◆ Given data ◆
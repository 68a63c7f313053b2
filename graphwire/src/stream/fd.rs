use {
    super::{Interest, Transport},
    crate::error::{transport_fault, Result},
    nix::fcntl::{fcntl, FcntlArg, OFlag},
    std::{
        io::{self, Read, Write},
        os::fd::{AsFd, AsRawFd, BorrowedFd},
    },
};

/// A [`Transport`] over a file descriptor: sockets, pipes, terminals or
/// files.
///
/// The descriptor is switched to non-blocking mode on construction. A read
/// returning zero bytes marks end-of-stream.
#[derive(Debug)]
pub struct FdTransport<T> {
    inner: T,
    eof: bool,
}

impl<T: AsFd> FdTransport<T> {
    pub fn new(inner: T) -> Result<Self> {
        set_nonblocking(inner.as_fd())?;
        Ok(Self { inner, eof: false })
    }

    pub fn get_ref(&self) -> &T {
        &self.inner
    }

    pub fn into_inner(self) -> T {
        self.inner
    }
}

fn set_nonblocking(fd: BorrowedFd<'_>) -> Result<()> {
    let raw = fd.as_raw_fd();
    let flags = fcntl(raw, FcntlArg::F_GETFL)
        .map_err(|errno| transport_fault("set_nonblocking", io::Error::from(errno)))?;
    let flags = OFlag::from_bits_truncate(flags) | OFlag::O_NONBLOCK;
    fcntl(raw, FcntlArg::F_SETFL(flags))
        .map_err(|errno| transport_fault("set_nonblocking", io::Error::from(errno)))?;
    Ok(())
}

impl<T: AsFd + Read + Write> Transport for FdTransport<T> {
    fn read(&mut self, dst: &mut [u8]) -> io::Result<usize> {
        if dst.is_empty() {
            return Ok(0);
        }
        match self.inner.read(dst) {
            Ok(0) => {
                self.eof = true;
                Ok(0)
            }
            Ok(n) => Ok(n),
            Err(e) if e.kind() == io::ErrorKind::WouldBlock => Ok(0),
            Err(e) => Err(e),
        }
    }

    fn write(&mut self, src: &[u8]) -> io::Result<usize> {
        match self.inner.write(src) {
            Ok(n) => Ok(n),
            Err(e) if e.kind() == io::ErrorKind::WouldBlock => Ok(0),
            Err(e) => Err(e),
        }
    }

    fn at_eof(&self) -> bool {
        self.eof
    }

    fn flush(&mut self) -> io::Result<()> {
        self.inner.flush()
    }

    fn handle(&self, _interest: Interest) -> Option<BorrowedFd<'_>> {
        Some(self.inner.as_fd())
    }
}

--

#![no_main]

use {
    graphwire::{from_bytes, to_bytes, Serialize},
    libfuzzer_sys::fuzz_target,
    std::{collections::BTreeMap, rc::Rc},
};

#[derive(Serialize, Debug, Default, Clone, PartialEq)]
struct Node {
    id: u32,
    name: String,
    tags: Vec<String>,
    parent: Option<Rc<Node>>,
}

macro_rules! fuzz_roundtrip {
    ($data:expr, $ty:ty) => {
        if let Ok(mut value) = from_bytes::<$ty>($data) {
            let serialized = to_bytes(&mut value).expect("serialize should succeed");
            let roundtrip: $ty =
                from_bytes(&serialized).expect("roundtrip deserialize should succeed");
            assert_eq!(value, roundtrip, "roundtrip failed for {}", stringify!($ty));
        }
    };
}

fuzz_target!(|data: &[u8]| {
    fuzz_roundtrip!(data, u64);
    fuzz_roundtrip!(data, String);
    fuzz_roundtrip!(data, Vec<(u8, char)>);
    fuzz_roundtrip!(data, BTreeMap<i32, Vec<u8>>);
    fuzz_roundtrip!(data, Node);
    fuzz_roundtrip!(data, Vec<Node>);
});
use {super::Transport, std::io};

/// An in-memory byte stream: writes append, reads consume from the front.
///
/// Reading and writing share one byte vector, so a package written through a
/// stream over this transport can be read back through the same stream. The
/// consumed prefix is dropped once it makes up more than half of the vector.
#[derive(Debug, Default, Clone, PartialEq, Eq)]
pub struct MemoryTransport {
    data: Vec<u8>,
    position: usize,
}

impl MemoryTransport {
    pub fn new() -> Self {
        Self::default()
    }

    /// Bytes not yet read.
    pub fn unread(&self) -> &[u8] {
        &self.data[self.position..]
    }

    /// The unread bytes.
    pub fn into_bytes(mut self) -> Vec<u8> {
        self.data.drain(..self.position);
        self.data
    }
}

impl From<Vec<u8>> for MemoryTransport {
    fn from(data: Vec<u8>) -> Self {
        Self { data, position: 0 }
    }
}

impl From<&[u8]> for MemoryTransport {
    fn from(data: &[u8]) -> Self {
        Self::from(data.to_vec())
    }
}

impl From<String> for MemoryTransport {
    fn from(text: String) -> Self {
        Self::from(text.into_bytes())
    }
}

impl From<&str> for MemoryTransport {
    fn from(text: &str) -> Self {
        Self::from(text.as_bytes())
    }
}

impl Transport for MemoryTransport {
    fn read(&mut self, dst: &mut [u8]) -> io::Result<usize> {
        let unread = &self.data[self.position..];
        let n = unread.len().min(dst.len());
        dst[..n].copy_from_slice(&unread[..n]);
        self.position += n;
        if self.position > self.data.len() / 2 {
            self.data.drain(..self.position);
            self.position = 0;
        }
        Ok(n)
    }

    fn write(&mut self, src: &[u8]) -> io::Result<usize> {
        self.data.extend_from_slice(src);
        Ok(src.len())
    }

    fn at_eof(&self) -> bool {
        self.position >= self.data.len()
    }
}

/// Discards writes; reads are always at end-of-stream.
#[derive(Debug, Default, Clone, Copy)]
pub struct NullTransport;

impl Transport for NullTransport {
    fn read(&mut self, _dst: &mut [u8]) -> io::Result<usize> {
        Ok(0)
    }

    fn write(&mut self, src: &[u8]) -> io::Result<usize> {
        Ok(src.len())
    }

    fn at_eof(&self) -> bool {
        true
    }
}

* * *

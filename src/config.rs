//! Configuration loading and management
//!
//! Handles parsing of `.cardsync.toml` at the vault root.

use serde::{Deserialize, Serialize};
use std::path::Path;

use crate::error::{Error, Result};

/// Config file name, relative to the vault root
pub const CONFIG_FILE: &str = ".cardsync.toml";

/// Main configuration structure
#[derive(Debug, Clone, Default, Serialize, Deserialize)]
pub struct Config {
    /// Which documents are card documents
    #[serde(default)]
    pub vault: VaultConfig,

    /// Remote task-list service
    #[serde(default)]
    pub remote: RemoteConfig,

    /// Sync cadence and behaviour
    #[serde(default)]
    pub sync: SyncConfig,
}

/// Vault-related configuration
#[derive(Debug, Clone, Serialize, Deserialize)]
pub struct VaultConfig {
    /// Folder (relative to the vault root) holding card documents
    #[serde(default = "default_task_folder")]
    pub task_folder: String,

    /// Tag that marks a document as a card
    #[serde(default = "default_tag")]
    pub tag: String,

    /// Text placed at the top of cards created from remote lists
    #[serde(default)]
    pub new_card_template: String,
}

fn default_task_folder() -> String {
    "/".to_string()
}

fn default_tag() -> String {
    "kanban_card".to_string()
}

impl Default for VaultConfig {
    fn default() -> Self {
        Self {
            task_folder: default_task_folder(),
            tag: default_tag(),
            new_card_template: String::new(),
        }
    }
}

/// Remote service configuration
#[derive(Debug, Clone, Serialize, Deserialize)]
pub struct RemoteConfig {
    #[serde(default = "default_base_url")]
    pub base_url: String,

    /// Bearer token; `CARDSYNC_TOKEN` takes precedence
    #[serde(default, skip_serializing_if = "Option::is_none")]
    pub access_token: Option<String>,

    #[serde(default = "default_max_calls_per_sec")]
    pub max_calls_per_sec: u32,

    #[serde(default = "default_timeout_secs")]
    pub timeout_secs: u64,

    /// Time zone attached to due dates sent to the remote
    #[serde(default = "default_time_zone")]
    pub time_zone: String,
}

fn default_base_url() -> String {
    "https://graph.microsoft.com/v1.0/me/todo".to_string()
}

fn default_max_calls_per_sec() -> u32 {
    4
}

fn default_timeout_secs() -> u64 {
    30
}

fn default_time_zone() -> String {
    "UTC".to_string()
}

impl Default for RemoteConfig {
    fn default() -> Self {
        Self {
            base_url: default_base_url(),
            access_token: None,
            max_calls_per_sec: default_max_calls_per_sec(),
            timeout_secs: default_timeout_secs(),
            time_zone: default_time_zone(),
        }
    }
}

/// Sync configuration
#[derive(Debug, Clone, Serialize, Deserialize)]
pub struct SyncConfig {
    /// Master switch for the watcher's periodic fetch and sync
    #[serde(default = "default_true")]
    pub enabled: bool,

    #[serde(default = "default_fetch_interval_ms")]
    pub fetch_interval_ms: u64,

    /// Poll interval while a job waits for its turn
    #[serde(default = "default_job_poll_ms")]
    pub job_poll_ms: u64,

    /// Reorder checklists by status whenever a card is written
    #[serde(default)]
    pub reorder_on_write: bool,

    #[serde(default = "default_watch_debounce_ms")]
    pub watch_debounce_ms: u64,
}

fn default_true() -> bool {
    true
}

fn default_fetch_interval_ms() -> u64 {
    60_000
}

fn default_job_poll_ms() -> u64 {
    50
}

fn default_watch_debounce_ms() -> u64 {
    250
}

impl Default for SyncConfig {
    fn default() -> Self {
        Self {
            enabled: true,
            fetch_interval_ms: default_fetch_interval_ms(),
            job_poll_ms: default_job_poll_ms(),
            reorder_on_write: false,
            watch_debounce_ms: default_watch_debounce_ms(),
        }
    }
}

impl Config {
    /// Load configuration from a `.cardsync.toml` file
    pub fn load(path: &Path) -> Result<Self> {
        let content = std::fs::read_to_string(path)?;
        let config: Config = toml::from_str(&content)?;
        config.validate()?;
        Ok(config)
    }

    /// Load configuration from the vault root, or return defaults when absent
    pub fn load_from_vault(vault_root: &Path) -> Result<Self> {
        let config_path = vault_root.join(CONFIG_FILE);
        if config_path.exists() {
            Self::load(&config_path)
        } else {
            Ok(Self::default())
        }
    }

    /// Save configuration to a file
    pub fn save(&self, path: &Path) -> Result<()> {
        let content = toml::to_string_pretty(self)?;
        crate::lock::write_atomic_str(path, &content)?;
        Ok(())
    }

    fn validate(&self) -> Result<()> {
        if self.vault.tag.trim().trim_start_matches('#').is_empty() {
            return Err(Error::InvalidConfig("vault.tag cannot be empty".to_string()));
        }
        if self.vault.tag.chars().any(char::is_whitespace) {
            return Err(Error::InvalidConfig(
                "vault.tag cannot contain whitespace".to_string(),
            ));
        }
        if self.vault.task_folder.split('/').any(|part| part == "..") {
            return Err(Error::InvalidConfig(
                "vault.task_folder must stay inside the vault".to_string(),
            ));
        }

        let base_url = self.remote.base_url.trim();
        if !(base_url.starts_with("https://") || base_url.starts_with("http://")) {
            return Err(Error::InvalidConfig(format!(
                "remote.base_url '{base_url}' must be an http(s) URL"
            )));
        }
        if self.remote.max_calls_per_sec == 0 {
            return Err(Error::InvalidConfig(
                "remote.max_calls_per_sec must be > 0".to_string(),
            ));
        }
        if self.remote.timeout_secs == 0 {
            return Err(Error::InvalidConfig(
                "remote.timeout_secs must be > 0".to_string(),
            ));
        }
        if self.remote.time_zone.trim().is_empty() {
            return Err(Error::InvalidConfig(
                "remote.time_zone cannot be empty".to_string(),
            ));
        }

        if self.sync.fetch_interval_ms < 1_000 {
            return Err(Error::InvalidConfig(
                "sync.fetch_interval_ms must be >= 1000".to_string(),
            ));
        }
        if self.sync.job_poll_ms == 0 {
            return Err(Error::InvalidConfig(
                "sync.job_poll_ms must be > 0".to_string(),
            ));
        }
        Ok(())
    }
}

◆ Exercise brief ◆
Nothing but a number belongs in the answer: the number of lines above that contain "should".

◆ Result of this exercise ◆
2